START Provided records

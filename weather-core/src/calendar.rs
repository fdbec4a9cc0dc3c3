//! Month day-grid and world clock helpers.

use chrono::{DateTime, Datelike, NaiveDate, Utc};
use chrono_tz::Tz;

use crate::error::WeatherError;

pub const WEEKDAYS: [&str; 7] = ["Sun", "Mon", "Tue", "Wed", "Thu", "Fri", "Sat"];

#[derive(Debug, Clone, Copy, PartialEq, Eq)]
pub struct WorldZone {
    pub name: &'static str,
    pub zone: &'static str,
    pub flag: &'static str,
}

pub const TIMEZONES: &[WorldZone] = &[
    WorldZone { name: "New York", zone: "America/New_York", flag: "🗽" },
    WorldZone { name: "London", zone: "Europe/London", flag: "🇬🇧" },
    WorldZone { name: "Paris", zone: "Europe/Paris", flag: "🇫🇷" },
    WorldZone { name: "Tokyo", zone: "Asia/Tokyo", flag: "🇯🇵" },
    WorldZone { name: "Sydney", zone: "Australia/Sydney", flag: "🇦🇺" },
    WorldZone { name: "Dubai", zone: "Asia/Dubai", flag: "🇦🇪" },
    WorldZone { name: "Los Angeles", zone: "America/Los_Angeles", flag: "🌴" },
    WorldZone { name: "Hong Kong", zone: "Asia/Hong_Kong", flag: "🇭🇰" },
];

impl WorldZone {
    /// Match by display name or IANA zone id, ignoring case.
    pub fn find(name: &str) -> Result<&'static WorldZone, WeatherError> {
        let name = name.trim();
        TIMEZONES
            .iter()
            .find(|z| z.name.eq_ignore_ascii_case(name) || z.zone.eq_ignore_ascii_case(name))
            .ok_or_else(|| WeatherError::UnknownZone(name.to_string()))
    }

    pub fn tz(&self) -> Result<Tz, WeatherError> {
        self.zone.parse::<Tz>().map_err(|_| WeatherError::UnknownZone(self.zone.to_string()))
    }
}

/// Cells of a Sunday-first month view: `None` pads the days before the 1st.
pub fn month_grid(year: i32, month: u32) -> Result<Vec<Option<u32>>, WeatherError> {
    let first = NaiveDate::from_ymd_opt(year, month, 1)
        .ok_or_else(|| WeatherError::InvalidDate(format!("{year}-{month:02}")))?;
    let leading = first.weekday().num_days_from_sunday() as usize;

    let mut cells = vec![None; leading];
    cells.extend((1..=days_in_month(first)).map(Some));
    Ok(cells)
}

fn days_in_month(first: NaiveDate) -> u32 {
    let (y, m) = if first.month() == 12 { (first.year() + 1, 1) } else { (first.year(), first.month() + 1) };
    NaiveDate::from_ymd_opt(y, m, 1)
        .and_then(|next| next.pred_opt())
        .map(|last| last.day())
        .unwrap_or(28)
}

#[derive(Debug, Clone, PartialEq, Eq)]
pub struct ZoneClock {
    pub zone: &'static WorldZone,
    /// e.g. `09:05:07 PM`
    pub time: String,
    /// e.g. `Friday, October 16, 2026`
    pub date: String,
}

pub fn clock(now: DateTime<Utc>, zone: &'static WorldZone) -> Result<ZoneClock, WeatherError> {
    let local = now.with_timezone(&zone.tz()?);
    Ok(ZoneClock {
        zone,
        time: local.format("%I:%M:%S %p").to_string(),
        date: local.format("%A, %B %-d, %Y").to_string(),
    })
}

#[cfg(test)]
mod tests {
    use super::*;
    use chrono::TimeZone;

    #[test]
    fn grid_pads_to_first_weekday() {
        // October 2026 starts on a Thursday.
        let grid = month_grid(2026, 10).unwrap();
        assert_eq!(&grid[..4], &[None, None, None, None]);
        assert_eq!(grid[4], Some(1));
        assert_eq!(grid.last(), Some(&Some(31)));
        assert_eq!(grid.len(), 4 + 31);
    }

    #[test]
    fn grid_handles_leap_february_and_december() {
        let feb = month_grid(2024, 2).unwrap();
        assert_eq!(feb.iter().flatten().count(), 29);
        let feb = month_grid(2026, 2).unwrap();
        assert_eq!(feb.iter().flatten().count(), 28);
        // Feb 2026 starts on a Sunday: no padding.
        assert_eq!(feb[0], Some(1));
        let dec = month_grid(2026, 12).unwrap();
        assert_eq!(dec.last(), Some(&Some(31)));
    }

    #[test]
    fn invalid_month_is_rejected() {
        assert!(matches!(month_grid(2026, 13), Err(WeatherError::InvalidDate(_))));
        assert!(matches!(month_grid(2026, 0), Err(WeatherError::InvalidDate(_))));
    }

    #[test]
    fn every_listed_zone_parses() {
        for z in TIMEZONES {
            assert!(z.tz().is_ok(), "{}", z.zone);
        }
    }

    #[test]
    fn find_by_name_or_zone() {
        assert_eq!(WorldZone::find("tokyo").unwrap().zone, "Asia/Tokyo");
        assert_eq!(WorldZone::find("europe/paris").unwrap().name, "Paris");
        assert!(matches!(WorldZone::find("Mars"), Err(WeatherError::UnknownZone(_))));
    }

    #[test]
    fn clock_formats_local_time() {
        let now = Utc.with_ymd_and_hms(2026, 10, 16, 23, 30, 5).unwrap();
        let tokyo = clock(now, WorldZone::find("Tokyo").unwrap()).unwrap();
        assert_eq!(tokyo.time, "08:30:05 AM");
        assert_eq!(tokyo.date, "Saturday, October 17, 2026");

        let ny = clock(now, WorldZone::find("New York").unwrap()).unwrap();
        assert_eq!(ny.time, "07:30:05 PM");
        assert_eq!(ny.date, "Friday, October 16, 2026");
    }
}
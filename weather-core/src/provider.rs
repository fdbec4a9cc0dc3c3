use crate::{
    Config, WeatherData, WeatherRequest,
    error::WeatherError,
    provider::{openmeteo::OpenMeteoProvider, sample::SampleProvider},
};
use async_trait::async_trait;
use std::{convert::TryFrom, fmt::Debug};

pub mod openmeteo;
pub mod sample;

#[derive(Debug, Clone, Copy, PartialEq, Eq, Hash)]
pub enum ProviderId {
    OpenMeteo,
    Sample,
}

impl ProviderId {
    pub fn as_str(&self) -> &'static str {
        match self {
            ProviderId::OpenMeteo => "open-meteo",
            ProviderId::Sample => "sample",
        }
    }

    pub const fn all() -> &'static [ProviderId] {
        &[ProviderId::OpenMeteo, ProviderId::Sample]
    }
}

impl std::fmt::Display for ProviderId {
    fn fmt(&self, f: &mut std::fmt::Formatter<'_>) -> std::fmt::Result {
        f.write_str(self.as_str())
    }
}

impl TryFrom<&str> for ProviderId {
    type Error = anyhow::Error;

    fn try_from(value: &str) -> Result<Self, Self::Error> {
        let lower = value.to_lowercase();

        match lower.as_str() {
            "open-meteo" | "openmeteo" => Ok(ProviderId::OpenMeteo),
            "sample" => Ok(ProviderId::Sample),
            _ => Err(anyhow::anyhow!(
                "Unknown provider '{value}'. Supported providers: open-meteo, sample."
            )),
        }
    }
}

/// A source of weather for a pair of coordinates.
#[async_trait]
pub trait WeatherProvider: Send + Sync + Debug {
    async fn get_weather(&self, request: &WeatherRequest) -> Result<WeatherData, WeatherError>;
}

/// Construct a provider from config and explicit ProviderId.
pub fn provider_from_config(id: ProviderId, config: &Config) -> Box<dyn WeatherProvider> {
    match id {
        ProviderId::OpenMeteo => Box::new(OpenMeteoProvider::new(config.forecast_base_url())),
        ProviderId::Sample => Box::new(SampleProvider),
    }
}

/// Construct the default provider from config, using `default_provider` field.
pub fn default_provider_from_config(config: &Config) -> anyhow::Result<Box<dyn WeatherProvider>> {
    let id = config.default_provider_id()?;
    Ok(provider_from_config(id, config))
}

END Provided records

Your instructions: Give again, unchanged, the lines running from the top of the material above through the line that has "pub const TIMEZONES: &[WorldZone]", and nothing more.

Solution to this exercise:
filename weather-core/src/calendar.rs
repository fdbec4a9cc0dc3c3
//! Month day-grid and world clock helpers.

use chrono::{DateTime, Datelike, NaiveDate, Utc};
use chrono_tz::Tz;

use crate::error::WeatherError;

pub const WEEKDAYS: [&str; 7] = ["Sun", "Mon", "Tue", "Wed", "Thu", "Fri", "Sat"];

#[derive(Debug, Clone, Copy, PartialEq, Eq)]
pub struct WorldZone {
    pub name: &'static str,
    pub zone: &'static str,
    pub flag: &'static str,
}

pub const TIMEZONES: &[WorldZone] = &[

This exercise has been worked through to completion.